> _Task objective_
Copy all lines containing the string "applied" from the records below.

(Collected data)
- Opening Delimiter -

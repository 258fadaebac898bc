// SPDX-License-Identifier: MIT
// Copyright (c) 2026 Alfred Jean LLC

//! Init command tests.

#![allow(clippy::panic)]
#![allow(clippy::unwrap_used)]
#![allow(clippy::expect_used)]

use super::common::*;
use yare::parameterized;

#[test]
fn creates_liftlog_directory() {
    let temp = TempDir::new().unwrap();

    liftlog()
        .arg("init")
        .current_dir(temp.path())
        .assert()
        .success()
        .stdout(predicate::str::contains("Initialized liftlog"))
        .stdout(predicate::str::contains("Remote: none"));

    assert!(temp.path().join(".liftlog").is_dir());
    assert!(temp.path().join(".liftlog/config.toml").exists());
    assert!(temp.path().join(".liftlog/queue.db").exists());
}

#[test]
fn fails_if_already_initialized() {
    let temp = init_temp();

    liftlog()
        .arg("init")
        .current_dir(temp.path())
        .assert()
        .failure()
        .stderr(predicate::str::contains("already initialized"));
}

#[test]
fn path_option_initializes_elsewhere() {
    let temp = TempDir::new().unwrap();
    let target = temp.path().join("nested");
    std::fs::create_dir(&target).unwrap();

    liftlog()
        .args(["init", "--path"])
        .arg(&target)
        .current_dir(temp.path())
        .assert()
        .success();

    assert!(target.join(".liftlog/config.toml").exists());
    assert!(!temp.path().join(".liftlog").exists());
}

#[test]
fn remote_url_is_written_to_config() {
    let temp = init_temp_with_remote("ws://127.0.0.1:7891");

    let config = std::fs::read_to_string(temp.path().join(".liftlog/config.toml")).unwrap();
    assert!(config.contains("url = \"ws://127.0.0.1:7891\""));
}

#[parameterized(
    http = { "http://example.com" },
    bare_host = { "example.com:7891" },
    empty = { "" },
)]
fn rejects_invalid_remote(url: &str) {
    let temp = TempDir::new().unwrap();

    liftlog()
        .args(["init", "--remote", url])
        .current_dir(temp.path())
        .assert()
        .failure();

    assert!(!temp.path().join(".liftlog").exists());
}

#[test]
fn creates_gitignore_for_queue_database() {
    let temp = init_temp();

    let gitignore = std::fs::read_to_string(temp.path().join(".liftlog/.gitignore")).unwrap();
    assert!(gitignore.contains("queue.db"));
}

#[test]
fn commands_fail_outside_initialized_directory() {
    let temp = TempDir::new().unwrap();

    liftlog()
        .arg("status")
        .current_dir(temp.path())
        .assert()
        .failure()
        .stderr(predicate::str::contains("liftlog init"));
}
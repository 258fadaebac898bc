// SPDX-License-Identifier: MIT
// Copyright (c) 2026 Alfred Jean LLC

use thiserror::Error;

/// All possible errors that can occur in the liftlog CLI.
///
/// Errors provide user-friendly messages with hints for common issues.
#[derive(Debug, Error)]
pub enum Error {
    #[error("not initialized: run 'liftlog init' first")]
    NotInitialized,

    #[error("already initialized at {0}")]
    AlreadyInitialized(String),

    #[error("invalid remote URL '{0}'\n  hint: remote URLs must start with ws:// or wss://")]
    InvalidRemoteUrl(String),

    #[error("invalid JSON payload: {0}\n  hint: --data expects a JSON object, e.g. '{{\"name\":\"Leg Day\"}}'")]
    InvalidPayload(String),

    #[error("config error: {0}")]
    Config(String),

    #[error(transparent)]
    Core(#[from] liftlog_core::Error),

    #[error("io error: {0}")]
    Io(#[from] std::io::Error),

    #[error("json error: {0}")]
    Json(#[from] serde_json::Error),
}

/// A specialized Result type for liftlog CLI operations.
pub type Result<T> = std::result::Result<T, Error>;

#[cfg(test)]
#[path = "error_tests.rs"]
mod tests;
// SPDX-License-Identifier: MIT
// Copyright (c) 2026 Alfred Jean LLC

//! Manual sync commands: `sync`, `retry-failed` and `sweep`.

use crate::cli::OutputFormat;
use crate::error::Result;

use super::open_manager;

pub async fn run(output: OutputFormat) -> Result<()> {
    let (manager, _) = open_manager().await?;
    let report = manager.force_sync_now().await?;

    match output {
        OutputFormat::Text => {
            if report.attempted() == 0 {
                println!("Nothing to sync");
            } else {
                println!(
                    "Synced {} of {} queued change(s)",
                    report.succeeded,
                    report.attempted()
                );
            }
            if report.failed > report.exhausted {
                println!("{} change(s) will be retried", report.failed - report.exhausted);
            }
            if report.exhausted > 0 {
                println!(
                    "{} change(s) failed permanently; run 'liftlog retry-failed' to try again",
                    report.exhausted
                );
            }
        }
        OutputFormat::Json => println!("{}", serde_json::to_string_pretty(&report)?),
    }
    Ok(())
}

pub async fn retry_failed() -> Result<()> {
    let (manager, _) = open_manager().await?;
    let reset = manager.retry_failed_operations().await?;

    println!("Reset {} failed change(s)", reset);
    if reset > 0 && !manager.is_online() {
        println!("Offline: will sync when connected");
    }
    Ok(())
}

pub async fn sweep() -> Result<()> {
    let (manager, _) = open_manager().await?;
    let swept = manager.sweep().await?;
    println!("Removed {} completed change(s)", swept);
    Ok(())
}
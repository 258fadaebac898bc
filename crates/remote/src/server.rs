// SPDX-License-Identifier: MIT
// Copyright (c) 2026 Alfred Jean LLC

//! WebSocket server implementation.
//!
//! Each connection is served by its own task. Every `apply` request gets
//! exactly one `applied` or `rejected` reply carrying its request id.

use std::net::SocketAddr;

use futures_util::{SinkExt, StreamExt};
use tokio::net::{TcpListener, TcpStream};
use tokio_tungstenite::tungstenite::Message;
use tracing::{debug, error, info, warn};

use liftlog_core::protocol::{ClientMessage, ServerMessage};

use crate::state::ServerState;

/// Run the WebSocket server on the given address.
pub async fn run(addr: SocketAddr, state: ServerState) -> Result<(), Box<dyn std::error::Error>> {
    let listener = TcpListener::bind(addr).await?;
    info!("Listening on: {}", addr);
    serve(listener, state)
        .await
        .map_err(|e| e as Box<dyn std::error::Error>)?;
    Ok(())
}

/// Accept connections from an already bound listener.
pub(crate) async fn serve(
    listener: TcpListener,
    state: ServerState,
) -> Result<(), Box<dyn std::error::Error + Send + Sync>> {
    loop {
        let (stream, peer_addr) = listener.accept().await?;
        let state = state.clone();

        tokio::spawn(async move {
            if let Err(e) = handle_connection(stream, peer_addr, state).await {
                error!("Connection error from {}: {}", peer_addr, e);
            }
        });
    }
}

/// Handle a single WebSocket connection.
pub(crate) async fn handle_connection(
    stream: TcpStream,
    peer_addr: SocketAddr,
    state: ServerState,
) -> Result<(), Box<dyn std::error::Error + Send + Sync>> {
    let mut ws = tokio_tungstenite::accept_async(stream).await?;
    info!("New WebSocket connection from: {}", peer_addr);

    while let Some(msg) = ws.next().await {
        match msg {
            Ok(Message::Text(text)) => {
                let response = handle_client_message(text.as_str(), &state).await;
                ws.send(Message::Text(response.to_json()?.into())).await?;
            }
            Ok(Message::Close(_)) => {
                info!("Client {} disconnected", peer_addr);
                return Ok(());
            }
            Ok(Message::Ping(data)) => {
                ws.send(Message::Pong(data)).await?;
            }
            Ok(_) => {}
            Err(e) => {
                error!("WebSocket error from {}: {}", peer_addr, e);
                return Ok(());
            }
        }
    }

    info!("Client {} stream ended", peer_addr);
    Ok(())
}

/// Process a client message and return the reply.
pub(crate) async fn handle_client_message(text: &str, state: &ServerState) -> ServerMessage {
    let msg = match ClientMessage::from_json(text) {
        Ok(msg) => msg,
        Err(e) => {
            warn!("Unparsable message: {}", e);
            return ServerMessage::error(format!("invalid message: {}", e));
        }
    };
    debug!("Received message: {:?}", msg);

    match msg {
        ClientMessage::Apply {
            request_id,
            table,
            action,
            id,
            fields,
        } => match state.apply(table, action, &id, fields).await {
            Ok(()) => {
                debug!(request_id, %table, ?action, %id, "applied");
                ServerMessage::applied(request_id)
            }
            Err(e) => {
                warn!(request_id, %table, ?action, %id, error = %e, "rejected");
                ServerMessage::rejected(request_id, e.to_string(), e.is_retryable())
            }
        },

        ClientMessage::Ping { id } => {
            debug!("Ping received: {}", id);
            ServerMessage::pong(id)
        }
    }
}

- Closing Delimiter -

> _The completed task_
//! exactly one `applied` or `rejected` reply carrying its request id.
                debug!(request_id, %table, ?action, %id, "applied");
                ServerMessage::applied(request_id)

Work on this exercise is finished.